» **PROBLEM REQUIREMENTS**: Stop at the line containing "has been signalled.": every line of the listing from the first up to that one must be set down exactly.

» **DATA FOR THE TASK**:
━━━━

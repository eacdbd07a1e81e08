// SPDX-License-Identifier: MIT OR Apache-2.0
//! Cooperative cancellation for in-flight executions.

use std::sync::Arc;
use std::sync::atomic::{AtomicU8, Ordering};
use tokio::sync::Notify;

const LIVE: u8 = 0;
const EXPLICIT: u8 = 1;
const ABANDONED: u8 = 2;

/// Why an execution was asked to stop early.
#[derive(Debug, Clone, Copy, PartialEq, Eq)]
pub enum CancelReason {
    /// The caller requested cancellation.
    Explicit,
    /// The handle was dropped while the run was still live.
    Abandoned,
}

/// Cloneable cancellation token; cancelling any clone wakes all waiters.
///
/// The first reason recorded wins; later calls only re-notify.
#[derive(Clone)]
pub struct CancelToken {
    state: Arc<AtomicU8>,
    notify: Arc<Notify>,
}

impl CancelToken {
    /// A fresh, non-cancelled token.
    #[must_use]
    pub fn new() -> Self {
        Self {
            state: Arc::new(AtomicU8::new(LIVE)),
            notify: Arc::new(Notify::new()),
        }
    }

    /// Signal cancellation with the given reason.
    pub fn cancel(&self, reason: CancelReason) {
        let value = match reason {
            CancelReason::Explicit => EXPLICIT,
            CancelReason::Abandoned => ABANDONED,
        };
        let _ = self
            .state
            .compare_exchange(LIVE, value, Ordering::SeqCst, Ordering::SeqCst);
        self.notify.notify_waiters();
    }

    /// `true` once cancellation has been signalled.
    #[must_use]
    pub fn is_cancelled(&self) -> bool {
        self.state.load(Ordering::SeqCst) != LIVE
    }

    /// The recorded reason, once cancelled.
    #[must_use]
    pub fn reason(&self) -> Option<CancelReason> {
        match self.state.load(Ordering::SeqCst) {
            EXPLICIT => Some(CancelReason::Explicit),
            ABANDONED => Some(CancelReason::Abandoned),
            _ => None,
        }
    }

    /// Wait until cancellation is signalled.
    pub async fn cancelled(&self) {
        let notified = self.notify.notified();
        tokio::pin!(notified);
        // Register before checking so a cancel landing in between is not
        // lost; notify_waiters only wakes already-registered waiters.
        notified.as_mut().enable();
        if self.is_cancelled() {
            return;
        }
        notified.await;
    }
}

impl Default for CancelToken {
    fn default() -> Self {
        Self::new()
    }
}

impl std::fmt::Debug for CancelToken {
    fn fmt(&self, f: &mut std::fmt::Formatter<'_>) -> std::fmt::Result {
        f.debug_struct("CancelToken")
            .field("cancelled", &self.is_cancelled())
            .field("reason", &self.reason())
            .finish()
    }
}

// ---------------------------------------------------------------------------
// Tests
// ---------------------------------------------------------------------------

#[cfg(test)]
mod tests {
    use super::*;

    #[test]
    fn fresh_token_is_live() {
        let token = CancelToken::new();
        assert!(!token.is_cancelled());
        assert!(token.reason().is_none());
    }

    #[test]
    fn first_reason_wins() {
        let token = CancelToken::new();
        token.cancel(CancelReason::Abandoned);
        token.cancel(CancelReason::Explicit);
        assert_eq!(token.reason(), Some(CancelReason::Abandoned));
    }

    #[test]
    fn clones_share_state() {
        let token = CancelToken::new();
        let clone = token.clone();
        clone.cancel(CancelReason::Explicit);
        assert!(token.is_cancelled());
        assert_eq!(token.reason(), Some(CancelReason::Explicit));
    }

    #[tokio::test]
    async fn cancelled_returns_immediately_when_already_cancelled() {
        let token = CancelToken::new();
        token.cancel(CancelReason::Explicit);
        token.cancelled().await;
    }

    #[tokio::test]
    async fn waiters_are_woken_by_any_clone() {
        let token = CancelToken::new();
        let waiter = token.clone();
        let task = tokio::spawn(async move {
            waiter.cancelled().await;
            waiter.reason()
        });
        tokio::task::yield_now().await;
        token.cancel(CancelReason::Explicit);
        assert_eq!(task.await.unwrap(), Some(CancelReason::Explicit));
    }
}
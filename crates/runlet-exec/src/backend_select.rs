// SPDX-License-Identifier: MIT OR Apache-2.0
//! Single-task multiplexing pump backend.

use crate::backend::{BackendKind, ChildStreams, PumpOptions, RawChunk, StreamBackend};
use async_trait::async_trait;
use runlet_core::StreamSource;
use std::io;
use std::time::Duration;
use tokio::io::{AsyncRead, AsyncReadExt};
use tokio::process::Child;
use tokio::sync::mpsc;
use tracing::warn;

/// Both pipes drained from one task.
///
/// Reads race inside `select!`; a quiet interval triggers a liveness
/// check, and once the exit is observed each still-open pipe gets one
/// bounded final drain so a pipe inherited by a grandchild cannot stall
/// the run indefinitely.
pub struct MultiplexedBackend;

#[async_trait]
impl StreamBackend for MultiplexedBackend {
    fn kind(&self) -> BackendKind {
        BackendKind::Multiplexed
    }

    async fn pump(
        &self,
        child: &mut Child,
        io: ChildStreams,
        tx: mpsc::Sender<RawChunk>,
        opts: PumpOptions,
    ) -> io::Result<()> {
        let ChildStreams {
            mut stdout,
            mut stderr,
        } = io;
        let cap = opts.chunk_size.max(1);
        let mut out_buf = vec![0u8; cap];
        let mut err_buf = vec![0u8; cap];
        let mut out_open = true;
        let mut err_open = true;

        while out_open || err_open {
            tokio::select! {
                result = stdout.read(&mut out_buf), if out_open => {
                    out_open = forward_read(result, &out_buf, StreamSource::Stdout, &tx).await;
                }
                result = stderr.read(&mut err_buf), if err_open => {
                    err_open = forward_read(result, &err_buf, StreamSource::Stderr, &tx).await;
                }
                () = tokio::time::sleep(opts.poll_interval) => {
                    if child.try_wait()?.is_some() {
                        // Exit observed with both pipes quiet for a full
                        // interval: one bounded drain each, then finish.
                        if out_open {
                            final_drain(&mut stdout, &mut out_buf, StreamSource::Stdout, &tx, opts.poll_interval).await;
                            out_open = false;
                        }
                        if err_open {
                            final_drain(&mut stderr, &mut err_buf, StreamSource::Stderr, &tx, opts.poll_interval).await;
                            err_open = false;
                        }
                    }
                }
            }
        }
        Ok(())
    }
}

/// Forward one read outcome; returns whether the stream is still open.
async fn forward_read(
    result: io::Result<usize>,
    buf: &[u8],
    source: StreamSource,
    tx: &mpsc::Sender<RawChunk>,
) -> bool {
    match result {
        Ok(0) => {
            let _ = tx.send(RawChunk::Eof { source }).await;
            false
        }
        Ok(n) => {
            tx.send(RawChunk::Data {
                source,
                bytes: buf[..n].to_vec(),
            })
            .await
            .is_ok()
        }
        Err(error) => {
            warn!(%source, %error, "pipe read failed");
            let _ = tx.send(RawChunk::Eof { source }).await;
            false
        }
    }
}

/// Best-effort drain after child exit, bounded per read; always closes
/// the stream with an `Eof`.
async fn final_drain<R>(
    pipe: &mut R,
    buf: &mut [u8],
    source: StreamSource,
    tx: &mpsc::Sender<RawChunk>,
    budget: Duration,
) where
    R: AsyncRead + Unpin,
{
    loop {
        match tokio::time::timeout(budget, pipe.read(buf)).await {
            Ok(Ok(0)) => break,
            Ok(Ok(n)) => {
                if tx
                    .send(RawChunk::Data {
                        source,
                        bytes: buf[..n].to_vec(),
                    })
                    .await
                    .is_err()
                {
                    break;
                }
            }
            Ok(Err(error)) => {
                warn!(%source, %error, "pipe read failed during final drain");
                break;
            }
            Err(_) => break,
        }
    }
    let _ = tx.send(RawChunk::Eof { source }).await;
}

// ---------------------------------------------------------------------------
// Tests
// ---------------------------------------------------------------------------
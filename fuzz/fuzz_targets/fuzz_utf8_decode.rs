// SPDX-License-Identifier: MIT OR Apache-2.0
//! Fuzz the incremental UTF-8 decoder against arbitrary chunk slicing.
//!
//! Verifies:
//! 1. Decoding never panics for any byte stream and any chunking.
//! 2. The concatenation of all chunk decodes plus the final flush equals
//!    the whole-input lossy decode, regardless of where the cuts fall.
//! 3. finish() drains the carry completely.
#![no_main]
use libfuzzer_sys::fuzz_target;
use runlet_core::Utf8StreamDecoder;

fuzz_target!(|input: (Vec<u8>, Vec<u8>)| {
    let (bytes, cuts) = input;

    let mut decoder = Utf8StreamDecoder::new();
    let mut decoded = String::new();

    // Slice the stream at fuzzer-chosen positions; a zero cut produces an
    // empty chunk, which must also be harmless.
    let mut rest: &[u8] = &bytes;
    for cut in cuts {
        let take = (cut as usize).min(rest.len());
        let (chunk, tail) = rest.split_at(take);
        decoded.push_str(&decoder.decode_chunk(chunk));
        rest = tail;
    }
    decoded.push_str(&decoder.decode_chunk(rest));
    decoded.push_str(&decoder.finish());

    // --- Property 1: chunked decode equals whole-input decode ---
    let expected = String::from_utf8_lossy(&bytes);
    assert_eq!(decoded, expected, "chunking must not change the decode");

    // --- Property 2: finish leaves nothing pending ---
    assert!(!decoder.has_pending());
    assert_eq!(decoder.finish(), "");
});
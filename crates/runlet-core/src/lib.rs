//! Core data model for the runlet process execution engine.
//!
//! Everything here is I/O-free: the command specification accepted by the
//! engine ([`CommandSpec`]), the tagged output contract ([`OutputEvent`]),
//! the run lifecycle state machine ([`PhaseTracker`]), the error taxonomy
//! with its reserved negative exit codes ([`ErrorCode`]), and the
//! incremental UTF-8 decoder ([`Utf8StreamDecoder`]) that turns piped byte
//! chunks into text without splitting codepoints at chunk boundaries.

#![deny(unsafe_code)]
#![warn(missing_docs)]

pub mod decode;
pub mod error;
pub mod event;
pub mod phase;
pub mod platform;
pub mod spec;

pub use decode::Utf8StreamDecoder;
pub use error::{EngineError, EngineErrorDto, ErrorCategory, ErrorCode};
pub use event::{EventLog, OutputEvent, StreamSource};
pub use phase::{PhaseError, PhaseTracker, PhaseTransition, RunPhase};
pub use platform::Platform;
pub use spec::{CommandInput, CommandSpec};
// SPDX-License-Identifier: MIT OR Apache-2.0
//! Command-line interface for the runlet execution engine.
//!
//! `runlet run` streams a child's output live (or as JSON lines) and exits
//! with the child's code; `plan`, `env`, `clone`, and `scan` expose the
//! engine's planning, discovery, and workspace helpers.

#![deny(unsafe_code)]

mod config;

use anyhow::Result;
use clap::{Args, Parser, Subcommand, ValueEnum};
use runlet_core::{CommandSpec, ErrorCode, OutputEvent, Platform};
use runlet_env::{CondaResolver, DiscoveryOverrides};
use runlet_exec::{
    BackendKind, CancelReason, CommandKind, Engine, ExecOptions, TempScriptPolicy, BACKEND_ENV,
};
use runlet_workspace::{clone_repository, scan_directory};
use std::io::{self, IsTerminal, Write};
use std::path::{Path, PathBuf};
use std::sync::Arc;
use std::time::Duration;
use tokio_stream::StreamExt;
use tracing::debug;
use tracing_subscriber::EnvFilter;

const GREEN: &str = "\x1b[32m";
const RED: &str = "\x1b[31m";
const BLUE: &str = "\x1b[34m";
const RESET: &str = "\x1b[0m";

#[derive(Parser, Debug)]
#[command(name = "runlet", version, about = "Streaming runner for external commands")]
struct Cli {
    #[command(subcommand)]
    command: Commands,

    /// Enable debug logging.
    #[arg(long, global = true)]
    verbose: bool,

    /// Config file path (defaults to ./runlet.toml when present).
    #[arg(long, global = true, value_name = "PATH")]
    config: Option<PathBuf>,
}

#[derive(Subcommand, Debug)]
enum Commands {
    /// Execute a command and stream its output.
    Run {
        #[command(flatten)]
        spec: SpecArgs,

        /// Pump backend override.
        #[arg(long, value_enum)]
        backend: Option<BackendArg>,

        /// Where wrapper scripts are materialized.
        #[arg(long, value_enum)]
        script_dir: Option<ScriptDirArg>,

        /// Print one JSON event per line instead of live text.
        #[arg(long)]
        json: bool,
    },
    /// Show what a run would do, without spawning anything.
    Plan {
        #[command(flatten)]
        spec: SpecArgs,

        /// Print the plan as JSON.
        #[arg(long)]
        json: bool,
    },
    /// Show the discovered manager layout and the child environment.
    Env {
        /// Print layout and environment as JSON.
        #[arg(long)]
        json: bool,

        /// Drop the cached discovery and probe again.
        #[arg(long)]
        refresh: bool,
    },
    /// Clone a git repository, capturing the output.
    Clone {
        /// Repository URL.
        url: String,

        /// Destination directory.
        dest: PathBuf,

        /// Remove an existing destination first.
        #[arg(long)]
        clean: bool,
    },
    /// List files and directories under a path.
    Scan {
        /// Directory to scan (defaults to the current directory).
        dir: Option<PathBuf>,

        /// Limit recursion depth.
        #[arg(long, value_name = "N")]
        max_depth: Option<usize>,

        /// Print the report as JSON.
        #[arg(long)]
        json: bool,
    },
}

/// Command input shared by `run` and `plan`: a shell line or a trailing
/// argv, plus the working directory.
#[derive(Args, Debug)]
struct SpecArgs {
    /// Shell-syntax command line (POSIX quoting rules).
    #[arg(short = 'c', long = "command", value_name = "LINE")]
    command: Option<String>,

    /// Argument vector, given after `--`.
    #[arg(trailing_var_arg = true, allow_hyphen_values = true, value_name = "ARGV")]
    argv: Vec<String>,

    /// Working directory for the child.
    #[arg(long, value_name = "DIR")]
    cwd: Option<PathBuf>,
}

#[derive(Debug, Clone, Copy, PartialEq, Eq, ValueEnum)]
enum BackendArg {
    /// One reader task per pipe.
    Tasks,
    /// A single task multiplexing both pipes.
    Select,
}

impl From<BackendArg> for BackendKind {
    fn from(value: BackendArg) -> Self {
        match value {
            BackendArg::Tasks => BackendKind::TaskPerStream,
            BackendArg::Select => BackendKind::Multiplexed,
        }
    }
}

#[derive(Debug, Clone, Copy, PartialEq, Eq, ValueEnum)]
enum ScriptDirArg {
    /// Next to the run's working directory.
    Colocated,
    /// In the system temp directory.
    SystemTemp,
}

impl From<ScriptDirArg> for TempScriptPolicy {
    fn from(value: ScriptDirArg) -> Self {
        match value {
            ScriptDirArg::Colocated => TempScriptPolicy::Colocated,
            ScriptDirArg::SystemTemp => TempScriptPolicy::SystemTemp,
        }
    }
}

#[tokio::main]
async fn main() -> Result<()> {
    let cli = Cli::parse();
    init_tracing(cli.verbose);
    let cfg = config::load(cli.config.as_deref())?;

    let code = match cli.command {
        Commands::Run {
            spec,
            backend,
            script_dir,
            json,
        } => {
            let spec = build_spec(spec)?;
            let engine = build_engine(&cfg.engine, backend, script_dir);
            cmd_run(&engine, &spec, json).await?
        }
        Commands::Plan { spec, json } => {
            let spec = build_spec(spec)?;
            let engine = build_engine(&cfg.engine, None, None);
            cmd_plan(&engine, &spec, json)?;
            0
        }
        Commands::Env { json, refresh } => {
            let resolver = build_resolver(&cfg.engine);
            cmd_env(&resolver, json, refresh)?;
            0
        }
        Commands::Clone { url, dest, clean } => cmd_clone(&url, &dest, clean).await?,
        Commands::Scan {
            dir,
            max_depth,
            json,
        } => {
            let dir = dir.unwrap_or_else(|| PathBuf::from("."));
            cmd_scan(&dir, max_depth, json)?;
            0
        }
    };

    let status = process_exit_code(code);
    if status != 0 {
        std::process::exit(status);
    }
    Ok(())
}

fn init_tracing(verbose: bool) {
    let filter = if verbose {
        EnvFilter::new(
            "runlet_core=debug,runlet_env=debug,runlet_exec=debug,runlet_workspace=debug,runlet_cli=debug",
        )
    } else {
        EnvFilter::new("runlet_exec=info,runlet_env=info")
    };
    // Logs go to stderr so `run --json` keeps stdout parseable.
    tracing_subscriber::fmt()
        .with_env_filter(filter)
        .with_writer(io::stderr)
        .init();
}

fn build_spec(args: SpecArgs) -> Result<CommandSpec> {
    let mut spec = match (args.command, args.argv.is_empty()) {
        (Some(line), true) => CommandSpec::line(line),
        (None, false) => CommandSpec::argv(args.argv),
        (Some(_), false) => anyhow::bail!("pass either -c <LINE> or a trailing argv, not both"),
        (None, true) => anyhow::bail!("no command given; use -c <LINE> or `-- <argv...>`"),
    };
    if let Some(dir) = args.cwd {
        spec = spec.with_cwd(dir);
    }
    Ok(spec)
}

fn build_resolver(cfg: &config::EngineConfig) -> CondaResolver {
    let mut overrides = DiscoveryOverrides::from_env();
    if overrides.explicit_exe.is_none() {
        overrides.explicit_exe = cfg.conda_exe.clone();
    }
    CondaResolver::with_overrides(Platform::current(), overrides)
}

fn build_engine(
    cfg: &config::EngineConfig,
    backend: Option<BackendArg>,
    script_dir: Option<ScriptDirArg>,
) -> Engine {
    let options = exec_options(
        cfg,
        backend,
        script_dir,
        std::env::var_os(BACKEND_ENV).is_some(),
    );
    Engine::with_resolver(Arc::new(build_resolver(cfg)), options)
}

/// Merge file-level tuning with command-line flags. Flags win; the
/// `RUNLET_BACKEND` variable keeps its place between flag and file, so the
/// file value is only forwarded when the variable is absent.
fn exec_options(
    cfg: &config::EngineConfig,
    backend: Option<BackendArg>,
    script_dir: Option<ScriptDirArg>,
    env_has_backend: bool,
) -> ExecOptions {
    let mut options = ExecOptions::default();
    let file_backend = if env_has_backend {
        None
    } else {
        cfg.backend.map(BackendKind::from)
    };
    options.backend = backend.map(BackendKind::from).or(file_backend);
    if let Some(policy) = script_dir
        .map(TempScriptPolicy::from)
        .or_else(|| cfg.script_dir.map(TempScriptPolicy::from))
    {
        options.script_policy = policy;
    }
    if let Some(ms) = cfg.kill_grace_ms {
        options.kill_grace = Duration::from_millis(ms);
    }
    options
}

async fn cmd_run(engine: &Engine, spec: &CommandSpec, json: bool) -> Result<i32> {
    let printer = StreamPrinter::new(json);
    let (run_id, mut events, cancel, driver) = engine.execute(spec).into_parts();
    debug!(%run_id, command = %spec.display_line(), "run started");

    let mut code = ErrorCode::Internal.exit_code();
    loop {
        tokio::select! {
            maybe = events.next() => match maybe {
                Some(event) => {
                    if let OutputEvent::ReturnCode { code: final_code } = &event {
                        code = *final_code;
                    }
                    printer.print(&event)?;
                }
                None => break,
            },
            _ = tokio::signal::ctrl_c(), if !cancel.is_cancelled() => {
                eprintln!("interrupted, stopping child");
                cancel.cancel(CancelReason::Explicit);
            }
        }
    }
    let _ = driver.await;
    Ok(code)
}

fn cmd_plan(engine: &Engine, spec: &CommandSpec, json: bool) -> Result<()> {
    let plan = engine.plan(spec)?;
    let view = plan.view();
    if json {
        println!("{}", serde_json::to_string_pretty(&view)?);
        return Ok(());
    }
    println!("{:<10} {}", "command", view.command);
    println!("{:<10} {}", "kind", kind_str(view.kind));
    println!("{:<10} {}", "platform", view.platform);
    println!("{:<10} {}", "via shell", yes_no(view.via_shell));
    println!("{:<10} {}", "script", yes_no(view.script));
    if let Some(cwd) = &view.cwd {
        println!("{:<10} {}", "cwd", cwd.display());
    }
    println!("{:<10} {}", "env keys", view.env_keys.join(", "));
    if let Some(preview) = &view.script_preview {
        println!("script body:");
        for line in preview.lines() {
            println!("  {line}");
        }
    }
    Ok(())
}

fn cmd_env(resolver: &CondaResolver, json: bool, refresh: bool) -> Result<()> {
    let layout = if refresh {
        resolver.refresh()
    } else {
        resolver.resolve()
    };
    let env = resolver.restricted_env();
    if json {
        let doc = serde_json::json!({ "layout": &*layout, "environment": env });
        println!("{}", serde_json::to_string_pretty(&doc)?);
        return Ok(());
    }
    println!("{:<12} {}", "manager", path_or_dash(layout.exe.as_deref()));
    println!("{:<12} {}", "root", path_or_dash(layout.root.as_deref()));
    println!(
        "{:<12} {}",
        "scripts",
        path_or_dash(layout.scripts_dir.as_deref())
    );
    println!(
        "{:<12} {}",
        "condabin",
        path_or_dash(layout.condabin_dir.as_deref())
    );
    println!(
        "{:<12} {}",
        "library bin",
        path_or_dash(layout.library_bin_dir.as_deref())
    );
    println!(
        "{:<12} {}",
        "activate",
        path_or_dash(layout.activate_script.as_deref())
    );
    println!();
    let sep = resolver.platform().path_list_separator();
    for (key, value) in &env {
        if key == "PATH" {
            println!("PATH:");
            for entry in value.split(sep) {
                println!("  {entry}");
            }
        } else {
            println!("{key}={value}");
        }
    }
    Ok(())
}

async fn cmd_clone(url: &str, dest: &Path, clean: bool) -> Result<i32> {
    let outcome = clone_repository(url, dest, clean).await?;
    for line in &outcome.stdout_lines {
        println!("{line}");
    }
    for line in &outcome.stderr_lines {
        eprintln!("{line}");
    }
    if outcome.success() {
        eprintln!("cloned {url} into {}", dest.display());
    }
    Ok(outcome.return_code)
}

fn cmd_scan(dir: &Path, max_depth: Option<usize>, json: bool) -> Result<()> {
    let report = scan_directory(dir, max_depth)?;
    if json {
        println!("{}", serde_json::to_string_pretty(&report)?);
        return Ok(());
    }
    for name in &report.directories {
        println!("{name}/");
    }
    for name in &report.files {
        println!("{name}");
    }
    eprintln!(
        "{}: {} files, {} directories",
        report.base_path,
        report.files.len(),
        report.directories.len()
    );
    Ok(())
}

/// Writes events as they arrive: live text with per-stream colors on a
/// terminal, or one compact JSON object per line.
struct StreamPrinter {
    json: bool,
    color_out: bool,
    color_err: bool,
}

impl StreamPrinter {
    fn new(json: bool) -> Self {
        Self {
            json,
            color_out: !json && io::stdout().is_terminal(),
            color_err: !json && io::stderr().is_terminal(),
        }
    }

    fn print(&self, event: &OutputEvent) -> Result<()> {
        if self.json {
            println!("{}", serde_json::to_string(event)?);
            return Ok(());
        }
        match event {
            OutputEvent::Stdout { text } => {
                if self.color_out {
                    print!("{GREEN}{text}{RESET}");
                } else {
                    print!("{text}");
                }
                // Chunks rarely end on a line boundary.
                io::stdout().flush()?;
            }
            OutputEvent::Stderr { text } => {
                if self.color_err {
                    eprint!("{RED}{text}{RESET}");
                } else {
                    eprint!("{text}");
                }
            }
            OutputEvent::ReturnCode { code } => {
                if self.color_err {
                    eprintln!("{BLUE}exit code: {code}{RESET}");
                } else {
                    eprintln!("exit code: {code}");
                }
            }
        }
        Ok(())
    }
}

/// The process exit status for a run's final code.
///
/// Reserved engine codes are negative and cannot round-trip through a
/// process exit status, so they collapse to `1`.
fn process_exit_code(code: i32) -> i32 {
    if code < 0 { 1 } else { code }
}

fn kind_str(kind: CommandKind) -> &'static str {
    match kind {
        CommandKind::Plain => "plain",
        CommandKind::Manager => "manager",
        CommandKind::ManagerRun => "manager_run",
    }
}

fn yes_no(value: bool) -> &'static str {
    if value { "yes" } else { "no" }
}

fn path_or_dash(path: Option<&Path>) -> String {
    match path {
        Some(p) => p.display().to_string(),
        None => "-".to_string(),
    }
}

━━━━

» **REPLY TO THE TASK**:
repository eacdbd07a1e81e08
// SPDX-License-Identifier: MIT OR Apache-2.0
//! Cooperative cancellation for in-flight executions.

use std::sync::Arc;
use std::sync::atomic::{AtomicU8, Ordering};
use tokio::sync::Notify;

const LIVE: u8 = 0;
const EXPLICIT: u8 = 1;
const ABANDONED: u8 = 2;

/// Why an execution was asked to stop early.
#[derive(Debug, Clone, Copy, PartialEq, Eq)]
pub enum CancelReason {
    /// The caller requested cancellation.
    Explicit,
    /// The handle was dropped while the run was still live.
    Abandoned,
}

/// Cloneable cancellation token; cancelling any clone wakes all waiters.
///
/// The first reason recorded wins; later calls only re-notify.
#[derive(Clone)]
pub struct CancelToken {
    state: Arc<AtomicU8>,
    notify: Arc<Notify>,
}

impl CancelToken {
    /// A fresh, non-cancelled token.
    #[must_use]
    pub fn new() -> Self {
        Self {
            state: Arc::new(AtomicU8::new(LIVE)),
            notify: Arc::new(Notify::new()),
        }
    }

    /// Signal cancellation with the given reason.
    pub fn cancel(&self, reason: CancelReason) {
        let value = match reason {
            CancelReason::Explicit => EXPLICIT,
            CancelReason::Abandoned => ABANDONED,
        };
        let _ = self
            .state
            .compare_exchange(LIVE, value, Ordering::SeqCst, Ordering::SeqCst);
        self.notify.notify_waiters();
    }

    /// `true` once cancellation has been signalled.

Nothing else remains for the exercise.